In einer ersten Betrachtung skizziert dieser Artikel deshalb die veränderten Rahmenbedingungen für Sicherheitspolitik. Welche Risiken prägen künftig die Sicherheitspolitik und welchen Charakter haben diese Risiken? Welche Optionen für den Umgang mit diesen Risiken gibt es und welche Alternativen zeigen sich? Welche Fragen müssen gestellt und diskutiert werden, wenn die künftige Rolle des Militärischen für die Sicherheitspolitik Deutschlands und Europas debattiert werden soll? Wie könnten grundsätzliche, nicht tagespolitische Antworten auf diese Fragen aussehen? Ich werde auf diese Aspekte eine konzeptionelle Antwort geben; Antworten anderer Autoren, auch auf meine Positionen, sollen in den nächsten Ausgaben der WeltTrends publiziert werden.


Sicherheitspolitik - Rahmenbedingungen und Risiken

Der Beginn des 21.Jahrhunderts ist von einem gemeinhin als Globalisierung bezeichneten, rasanten wirtschaftlichen und gesellschaftlichen Wandel gekennzeichnet, der von etlichen sicherheitspolitisch relevanten Deregulierungsprozessen begleitet wird. Veränderungen finden oft unter Bedingungen statt, in denen das Recht des Stärkeren Vorrang vor der Stärkung des Rechts und seiner Wirksamkeit hat. Die Globalisierung der Wirtschaftprozesse verstärkt durch Deregulierung vielfach soziale, wirtschaftliche und politische Verwerfungen. Als Konsequenz der ökonomischen Deregulierung entwickeln sich rasch wachsende Konfliktpotentiale. Diese können gewaltsam ausgetragen werden, wenn es nicht gelingt, sie vorbeugend politisch zu regulieren.

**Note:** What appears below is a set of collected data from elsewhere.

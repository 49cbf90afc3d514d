use chrono::{DateTime, Utc};
use serde::{Deserialize, Serialize};
use uuid::Uuid;

use super::double_option;

/// Access level of a user. Ordering follows privilege: staff < manager < admin.
#[derive(
    Debug, Clone, Copy, PartialEq, Eq, PartialOrd, Ord, Hash, Serialize, Deserialize, sqlx::Type,
)]
#[serde(rename_all = "lowercase")]
#[sqlx(type_name = "user_role", rename_all = "lowercase")]
pub enum Role {
    Staff,
    Manager,
    Admin,
}

impl Role {
    pub fn at_least(self, required: Role) -> bool {
        self >= required
    }

    pub fn as_str(self) -> &'static str {
        match self {
            Role::Staff => "staff",
            Role::Manager => "manager",
            Role::Admin => "admin",
        }
    }
}

impl std::fmt::Display for Role {
    fn fmt(&self, f: &mut std::fmt::Formatter<'_>) -> std::fmt::Result {
        f.write_str(self.as_str())
    }
}

#[derive(Debug, Clone, Serialize, Deserialize, sqlx::FromRow)]
pub struct Profile {
    pub id: Uuid,
    pub email: String,
    pub display_name: Option<String>,
    pub role: Role,
    pub department_id: Option<Uuid>,
    pub created_at: DateTime<Utc>,
    pub updated_at: DateTime<Utc>,
}

#[derive(Debug, Clone, Serialize, Deserialize, sqlx::FromRow)]
pub struct Department {
    pub id: Uuid,
    pub name: String,
    pub created_at: DateTime<Utc>,
}

#[derive(Debug, Clone, Serialize, Deserialize)]
pub struct ListUsersResponse {
    pub users: Vec<Profile>,
}

#[derive(Debug, Clone, Serialize, Deserialize)]
pub struct ListDepartmentsResponse {
    pub departments: Vec<Department>,
}

#[derive(Debug, Clone, Serialize, Deserialize)]
pub struct CreateDepartmentRequest {
    pub name: String,
}

/// Admin update of a user. `department_id: null` moves the user out of any department.
#[derive(Debug, Clone, Default, Serialize, Deserialize)]
pub struct UpdateUserRequest {
    #[serde(default)]
    pub role: Option<Role>,
    #[serde(
        default,
        deserialize_with = "double_option",
        skip_serializing_if = "Option::is_none"
    )]
    pub department_id: Option<Option<Uuid>>,
}

#[cfg(test)]
mod tests {
    use super::*;

    #[test]
    fn role_ordering_follows_privilege() {
        assert!(Role::Admin.at_least(Role::Manager));
        assert!(Role::Manager.at_least(Role::Manager));
        assert!(!Role::Staff.at_least(Role::Manager));
        assert!(Role::Staff.at_least(Role::Staff));
    }

    #[test]
    fn update_user_distinguishes_null_from_absent() {
        let absent: UpdateUserRequest = serde_json::from_str(r#"{"role":"manager"}"#).unwrap();
        assert_eq!(absent.role, Some(Role::Manager));
        assert_eq!(absent.department_id, None);

        let cleared: UpdateUserRequest =
            serde_json::from_str(r#"{"department_id":null}"#).unwrap();
        assert_eq!(cleared.department_id, Some(None));

        let id = Uuid::new_v4();
        let set: UpdateUserRequest =
            serde_json::from_str(&format!(r#"{{"department_id":"{id}"}}"#)).unwrap();
        assert_eq!(set.department_id, Some(Some(id)));
    }
}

Daneben ist eine sicherheitspolitische Deregulierung zu beobachten. Am deutlichsten wird diese bei Staaten, die von Zerfallsprozessen gekennzeichnet sind. Die private Kontrolle über Gewaltmittel gewinnt, das staatliche Gewaltmonopol verliert dagegen an Bedeutung. Sicherheit wird vom öffentlichen Gut, das der Staat garantiert, immer häufiger zur Ware, die teuer erworben werden muss. Der durch Globalisierung, Liberalisierung und Deregulierung finanziell geschwächte Staat bekommt auch im Blick auf sein sicherheitspolitisches Handlungsinstrumentarium, also den Kernbereich staatlicher Souveränität, zunehmend "private" Konkurrenz - im Bereich der inneren wie der äußeren Sicherheit. Unterschiedlichste nichtstaatliche Akteure treten in Erscheinung: Akteure, die Sicherheit als Ware anbieten, wie z.B. Sicherheitsfirmen oder private Militärdienstleister, örtliche Akteure der Gewaltökonomie wie z.B. Privatarmeen oder bewaffnete Strukturen von Clans und örtlichen Machthabern, oder auch transnational tätige Akteure wie z.B. international agierende Terroristen, Söldner oder Akteure der Organisierten Kriminalität. Der Prozess der sicherheitspolitischen Deregulierung ist nicht auf schwache Ökonomien beschränkt, er erfasst diese nur leichter und stärker. Das immanente Krisen- und Kriegsrisiko wird deshalb dort schneller und in seiner ganzen Brutalität sichtbar.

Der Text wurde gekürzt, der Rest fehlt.